Diagnostic ultrasound manufacturer

Samsung Medison Co., Ltd. is a manufacturer of diagnostic ultrasound systems. The company was founded in 1985 and acquired by Samsung in 2010 with the purchase reported to be at more than $262 million US dollars. In 2020, Samsung Medison was selling its medical devices in 110 countries, which accruals up to 85 percent of its total sales.

== History ==
In 2016, Samsung showcases FDA-Cleared GM85 Mobile Digital Radiography System, produced and developed in partnership with Samsung Medison, at the Radiological Society of North America's (RSNA) 102nd Scientific Assembly and Annual Meeting in Chicago.

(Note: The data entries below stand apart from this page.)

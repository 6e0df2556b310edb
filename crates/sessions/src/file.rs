//! File-based session store: one JSON-lines file per conversation.
//!
//! Layout of `<dir>/<percent-encoded key>.jsonl`:
//!
//! ```text
//! {"_type":"metadata","key":"telegram:555","created_at":"...","updated_at":"..."}
//! {"role":"user","content":"hi","timestamp":"..."}
//! {"role":"assistant","content":"hello","timestamp":"..."}
//! ```
//!
//! Sessions are cached in memory after the first load and the whole file is
//! rewritten on every save.

use std::collections::HashMap;
use std::path::{Path, PathBuf};

use async_trait::async_trait;
use chrono::{DateTime, Utc};
use nanoclaw_core::error::SessionError;
use nanoclaw_core::session::{HistoryEntry, Session, SessionStore};
use serde::{Deserialize, Serialize};
use tokio::sync::RwLock;
use tracing::{debug, warn};

#[derive(Debug, Serialize, Deserialize)]
struct MetadataLine {
    #[serde(rename = "_type")]
    kind: String,
    key: String,
    created_at: DateTime<Utc>,
    updated_at: DateTime<Utc>,
}

const METADATA_KIND: &str = "metadata";

pub struct FileSessionStore {
    dir: PathBuf,
    cache: RwLock<HashMap<String, Session>>,
}

impl FileSessionStore {
    pub fn new(dir: impl Into<PathBuf>) -> Self {
        Self {
            dir: dir.into(),
            cache: RwLock::new(HashMap::new()),
        }
    }

    pub fn dir(&self) -> &Path {
        &self.dir
    }

    /// File path for a session key. The key is percent-encoded, so distinct
    /// keys never share a file.
    pub fn session_path(&self, key: &str) -> PathBuf {
        self.dir.join(format!("{}.jsonl", urlencoding::encode(key)))
    }

    fn load_from_disk(&self, key: &str) -> Result<Option<Session>, SessionError> {
        let path = self.session_path(key);
        let content = match std::fs::read_to_string(&path) {
            Ok(c) => c,
            Err(e) if e.kind() == std::io::ErrorKind::NotFound => return Ok(None),
            Err(e) => {
                return Err(SessionError::Storage(format!(
                    "Failed to read {}: {e}",
                    path.display()
                )));
            }
        };

        let mut session = Session::new(key);
        for (line_no, line) in content.lines().enumerate() {
            if line.trim().is_empty() {
                continue;
            }
            if line_no == 0 {
                if let Ok(meta) = serde_json::from_str::<MetadataLine>(line)
                    && meta.kind == METADATA_KIND
                {
                    if meta.key != key {
                        warn!(
                            key = %key,
                            file_key = %meta.key,
                            path = %path.display(),
                            "Session file belongs to another key; ignoring it"
                        );
                        return Ok(None);
                    }
                    session.created_at = meta.created_at;
                    session.updated_at = meta.updated_at;
                    continue;
                }
            }
            match serde_json::from_str::<HistoryEntry>(line) {
                Ok(entry) => session.entries.push(entry),
                Err(e) => {
                    warn!(key = %key, line = line_no + 1, error = %e, "Skipping corrupted session entry");
                }
            }
        }

        debug!(key = %key, entries = session.len(), "Session loaded from disk");
        Ok(Some(session))
    }

    fn write_to_disk(&self, session: &Session) -> Result<(), SessionError> {
        std::fs::create_dir_all(&self.dir).map_err(|e| {
            SessionError::Storage(format!("Failed to create session directory: {e}"))
        })?;

        let serialize_err =
            |e: serde_json::Error| SessionError::Storage(format!("Failed to serialize session: {e}"));

        let mut content = serde_json::to_string(&MetadataLine {
            kind: METADATA_KIND.into(),
            key: session.key.clone(),
            created_at: session.created_at,
            updated_at: session.updated_at,
        })
        .map_err(serialize_err)?;
        content.push('\n');

        for entry in &session.entries {
            content.push_str(&serde_json::to_string(entry).map_err(serialize_err)?);
            content.push('\n');
        }

        // Write-then-rename so a crash never leaves a half-written session.
        let path = self.session_path(&session.key);
        let tmp = path.with_extension("jsonl.tmp");
        std::fs::write(&tmp, content)
            .and_then(|()| std::fs::rename(&tmp, &path))
            .map_err(|e| {
                SessionError::Storage(format!("Failed to write {}: {e}", path.display()))
            })
    }
}

#[async_trait]
impl SessionStore for FileSessionStore {
    fn name(&self) -> &str {
        "file"
    }

    async fn get_or_create(&self, key: &str) -> Result<Session, SessionError> {
        if let Some(session) = self.cache.read().await.get(key) {
            return Ok(session.clone());
        }

        let session = self
            .load_from_disk(key)?
            .unwrap_or_else(|| Session::new(key));
        self.cache
            .write()
            .await
            .insert(key.to_string(), session.clone());
        Ok(session)
    }

    async fn save(&self, session: &Session) -> Result<(), SessionError> {
        self.write_to_disk(session)?;
        self.cache
            .write()
            .await
            .insert(session.key.clone(), session.clone());
        Ok(())
    }

    async fn list_keys(&self) -> Result<Vec<String>, SessionError> {
        let read_dir = match std::fs::read_dir(&self.dir) {
            Ok(rd) => rd,
            Err(e) if e.kind() == std::io::ErrorKind::NotFound => return Ok(Vec::new()),
            Err(e) => return Err(SessionError::Storage(e.to_string())),
        };

        let mut keys: Vec<String> = read_dir
            .filter_map(|entry| entry.ok())
            .map(|entry| entry.path())
            .filter(|p| p.extension().is_some_and(|ext| ext == "jsonl"))
            .filter_map(|p| {
                let content = std::fs::read_to_string(&p).ok()?;
                let first = content.lines().next()?;
                serde_json::from_str::<MetadataLine>(first).ok().map(|m| m.key)
            })
            .collect();
        keys.sort();
        Ok(keys)
    }
}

In 2017, Samsung Medison introduces the HS40 ultrasound system, which is optimized for obstetrician diagnostic use. The HS40 allows Samsung Medison to provide a full lineup of medical equipment.

In 2018, at the Radiological Society of North America 2018 Annual Meeting (RSNA 2018) in Chicago, the Samsung Electronics and its affiliate Samsung Medison introduced several types of diagnostic imaging software.

In 2019, Samsung Medison introduces the HERA I10 Combination Ultrasound System. The HERA I10 Combination Ultrasound System comes with an ultrasound-exam chair as well as IT, semiconductor image processing, and communication technologies for diagnosis purposes.

In 2020, Samsung Medison and Samsung Electronics announces Samsung Medison's entrance into the medical device market, including the diagnostic ultrasound market.

In 2024, Samsung Medison launched Samsung theSUITE, an online ultrasound education platform designed to support healthcare professionals through structured educational content, clinical case studies, and training resources related to diagnostic ultrasound.